At GDC 2014 Microsoft unveiled their API, showing off a ported version of Forza 5 which was running on DX12, with the GPU said to be Nivida’s Titan Black. The release of DX12 isn’t going to be immediate – we’re going to be waiting until late 2015 before the API is ready to support games. Right now, AMD are pushing their Mantle interface, and with the Frostbite engine, along with Cryengine to support it, AMD gamer’s are able to enjoy its benefits now.
What is an API?
Application Programming Interface is the piece of software which allows the game to ‘speak’ with the hardware. The purpose of an API is to provide a fairly consistent development environment among a sea of different hardware. The game application speaks to DirectX (or whatever API the game is using), which then in turn talks with the hardware driver, which then in turn tells the hardware what to do. Traditionally there are newly released drivers in which AMD or Nvidia improve the performance of a game title by the way the driver itself handles the game. This is very important for them to do, particularly if it’s a big title which has the potential to sell a lot of new graphics cards.
AMD released Mantle, which features a ‘thinner’ abstraction layer, in other words their’s less translation which needs to take place. This reduces overheads, and Mantle also vastly improved on the multi-threading capacity of DX11. Multi-threading performance has remained an issue with PC for along time, with often the main rendering thread being placed solely on a single processor core.

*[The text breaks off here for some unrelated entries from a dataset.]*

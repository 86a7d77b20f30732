//! Attempt-bounded retries for settle.
//!
//! Unlike a wait, which is bounded by wall-clock time, a retry is bounded by
//! a number of attempts: the action runs up to `max_retries + 1` times and
//! the first `true` ends it. Use it for flaky idempotent operations
//! ("scale the operator, retry twice"), and a wait for readiness flags.

use serde::{Deserialize, Serialize};
use settle_backoff::Backoff;
use settle_cancel::CancelToken;
use settle_clock::{Clock, Stopwatch, SystemClock, duration_ms};
use settle_error::{ConfigurationError, WaitError};
use std::convert::Infallible;
use std::time::Duration;
use tracing::{debug, error, warn};

/// Retry configuration
#[derive(Debug, Clone, PartialEq, Serialize, Deserialize)]
pub struct RetryPolicy {
    /// Retries after the first attempt
    #[serde(default = "default_max_retries")]
    pub max_retries: u32,
    /// Delay between attempts in milliseconds
    #[serde(default = "default_delay_ms")]
    pub delay_ms: u64,
    #[serde(default)]
    pub backoff: Backoff,
}

fn default_max_retries() -> u32 {
    3
}

fn default_delay_ms() -> u64 {
    1000
}

impl Default for RetryPolicy {
    fn default() -> Self {
        Self {
            max_retries: default_max_retries(),
            delay_ms: default_delay_ms(),
            backoff: Backoff::Fixed,
        }
    }
}

impl RetryPolicy {
    /// `delay` is stored in whole milliseconds, rounded up so a non-zero
    /// delay never becomes zero.
    pub fn new(max_retries: u32, delay: Duration) -> Self {
        let millis = delay.as_nanos().div_ceil(1_000_000);
        Self {
            max_retries,
            delay_ms: u64::try_from(millis).unwrap_or(u64::MAX),
            backoff: Backoff::Fixed,
        }
    }

    pub fn with_backoff(mut self, backoff: Backoff) -> Self {
        self.backoff = backoff;
        self
    }

    pub fn delay(&self) -> Duration {
        Duration::from_millis(self.delay_ms)
    }

    /// Total number of attempts the policy allows.
    pub fn max_attempts(&self) -> u32 {
        self.max_retries.saturating_add(1)
    }

    /// Delay after failed attempt number `attempt` (1-based).
    pub fn delay_after(&self, attempt: u32) -> Duration {
        self.backoff
            .delay_for(self.delay(), attempt.saturating_sub(1))
    }

    /// A zero delay is allowed: the loop is bounded by attempts, not time.
    pub fn validate(&self) -> Result<(), ConfigurationError> {
        self.backoff.validate(self.delay())
    }
}

/// Runs boolean actions under a [`RetryPolicy`].
#[derive(Debug, Clone)]
pub struct Retrier<C = SystemClock> {
    policy: RetryPolicy,
    clock: C,
    cancel: Option<CancelToken>,
}

impl Retrier {
    pub fn new(policy: RetryPolicy) -> Self {
        Self {
            policy,
            clock: SystemClock::new(),
            cancel: None,
        }
    }
}

impl<C: Clock> Retrier<C> {
    pub fn with_clock<D: Clock>(self, clock: D) -> Retrier<D> {
        Retrier {
            policy: self.policy,
            clock,
            cancel: self.cancel,
        }
    }

    pub fn with_cancel(mut self, token: CancelToken) -> Self {
        self.cancel = Some(token);
        self
    }

    pub fn policy(&self) -> &RetryPolicy {
        &self.policy
    }

    /// Runs `action` until it returns true, returning the attempts used.
    pub fn until<F>(&self, mut action: F, fail_message: &str) -> Result<u32, WaitError>
    where
        F: FnMut() -> bool,
    {
        self.try_until(|| Ok::<_, Infallible>(action()), fail_message)
    }

    /// Fallible form of [`Retrier::until`]. An error from `action` is not
    /// retried; it ends the loop as [`WaitError::Condition`].
    pub fn try_until<E, F>(&self, mut action: F, fail_message: &str) -> Result<u32, WaitError<E>>
    where
        F: FnMut() -> Result<bool, E>,
    {
        self.policy.validate()?;

        let max_attempts = self.policy.max_attempts();
        let watch = Stopwatch::start(&self.clock);
        let mut attempt: u32 = 0;

        loop {
            attempt += 1;

            if action().map_err(WaitError::Condition)? {
                debug!(attempt, max_attempts, "Retried action succeeded");
                return Ok(attempt);
            }

            if attempt >= max_attempts {
                error!(
                    message = %fail_message,
                    attempt,
                    "Action failed after max retries"
                );
                return Err(WaitError::RetriesExhausted {
                    message: fail_message.to_string(),
                    attempts: attempt,
                });
            }

            let delay = self.policy.delay_after(attempt);
            warn!(
                message = %fail_message,
                attempt,
                max_attempts,
                delay_ms = duration_ms(delay),
                "Action failed, retrying"
            );

            if self.clock.sleep(delay, self.cancel.as_ref()).is_err() {
                return Err(WaitError::Cancelled {
                    description: fail_message.to_string(),
                    elapsed: watch.elapsed(),
                    evaluations: attempt,
                });
            }
        }
    }
}

/// Calls `action` up to `max_retries + 1` times, sleeping `delay` between
/// attempts, until it returns true. Fails with `fail_message` otherwise.
pub fn retry_until<F>(
    action: F,
    max_retries: u32,
    delay: Duration,
    fail_message: &str,
) -> Result<u32, WaitError>
where
    F: FnMut() -> bool,
{
    Retrier::new(RetryPolicy::new(max_retries, delay)).until(action, fail_message)
}

pub fn try_retry_until<E, F>(
    action: F,
    max_retries: u32,
    delay: Duration,
    fail_message: &str,
) -> Result<u32, WaitError<E>>
where
    F: FnMut() -> Result<bool, E>,
{
    Retrier::new(RetryPolicy::new(max_retries, delay)).try_until(action, fail_message)
}

/// Async retry utilities
pub mod async_retry {
    use super::*;
    use std::future::Future;
    use tokio::time::{Instant, sleep};

    /// Async form of [`Retrier::try_until`], sleeping on `tokio::time`.
    pub async fn retry_until_async<E, F, Fut>(
        policy: &RetryPolicy,
        mut action: F,
        fail_message: &str,
        cancel: Option<&CancelToken>,
    ) -> Result<u32, WaitError<E>>
    where
        F: FnMut() -> Fut,
        Fut: Future<Output = Result<bool, E>>,
    {
        policy.validate()?;

        let max_attempts = policy.max_attempts();
        let started = Instant::now();
        let mut attempt: u32 = 0;

        loop {
            attempt += 1;

            if action().await.map_err(WaitError::Condition)? {
                return Ok(attempt);
            }

            if attempt >= max_attempts {
                error!(
                    message = %fail_message,
                    attempt,
                    "Action failed after max retries"
                );
                return Err(WaitError::RetriesExhausted {
                    message: fail_message.to_string(),
                    attempts: attempt,
                });
            }

            let delay = policy.delay_after(attempt);
            warn!(
                message = %fail_message,
                attempt,
                max_attempts,
                delay_ms = duration_ms(delay),
                "Action failed, retrying"
            );

            match cancel {
                Some(token) => {
                    tokio::select! {
                        biased;
                        _ = token.cancelled() => {
                            return Err(WaitError::Cancelled {
                                description: fail_message.to_string(),
                                elapsed: started.elapsed(),
                                evaluations: attempt,
                            });
                        }
                        _ = sleep(delay) => {}
                    }
                }
                None => sleep(delay).await,
            }
        }
    }
}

In today’s modern gaming PC’s this isn’t ideal because while the performance levels of CPU’s have improved thanks to additional CPU cores, the performance of a single core hasn’t improved so drastically. Indeed, if we were to go back even to Intel’s own Sandybridge processors (which were released early 2011) until now, with Haswell, per core performance has only improved roughly 20 percent (depending on tasks and so on).
There has been a lot of rumors and speculations flying about the internet regarding the origin of DX12. Many have cited that Microsoft effectively ripped off Mantle, while others (particularly MS) are keen to point out they’ve had DX12 in development for around four years now. I spoke with some sources at AMD to get a little information regarding this.
RGT: Can you provide some insight into the DX12 vs Mantle debate? Clearly Mantle has some major advantages regarding lead time and the ability to work on a variety of different platforms, instead of being pushed onto only Windows. Do you believe that Mantle’s support from developers will be helped largely due to its ability to run on Linux in the future?
Robert Hallock: I believe that Mantle’s current principal advantage is in its very nature: a low-overhead API. It’s the only low-overhead API available on the market today, and it’s a proven technology supported by four game engines and a number of games. If you’re a game development studio that wants to become familiar with low-overhead API development, Mantle is the only game in town and we’d love to hear from you!
RGT: There are many who’re claiming and reporting rumors that MS ‘copied’ parts of Mantle’s design and effectively re-branded it. Can you comment on this or perhaps provide a little insight?
Robert Hallock: DirectX 12 is Microsoft’s own creation, though they have welcomed input on its development from many different technology partners including AMD. We have welcomed the same input on Mantle by sharing the full specification with Microsoft since the early days of our API. As the industry moves to embrace the principles of ‘closer to the metal’ API design, it is evident that our pioneering work with this concept has been highly influential.
RGT: A few sources are reporting that AMD currently don’t have a DX12 driver in the hands of developers, can you provide any info on if this is true or if you’re simply in the middle of testing out the API internally?
Robert Hallock: I don’t know the answer to this question. I will have to get back with you, though I cannot yet provide an ETA on my answer until I do some digging internally.
So according to AMD, DX12 is their own creation. Clearly with DX12 having just been announced, and even with Mantle still not fully complete (it’s in the testing stages technically even now) we’ll be waiting awhile to see the two API’s performance compared. But there’s one thing for certain, now is a fantastic time to be a PC gamer.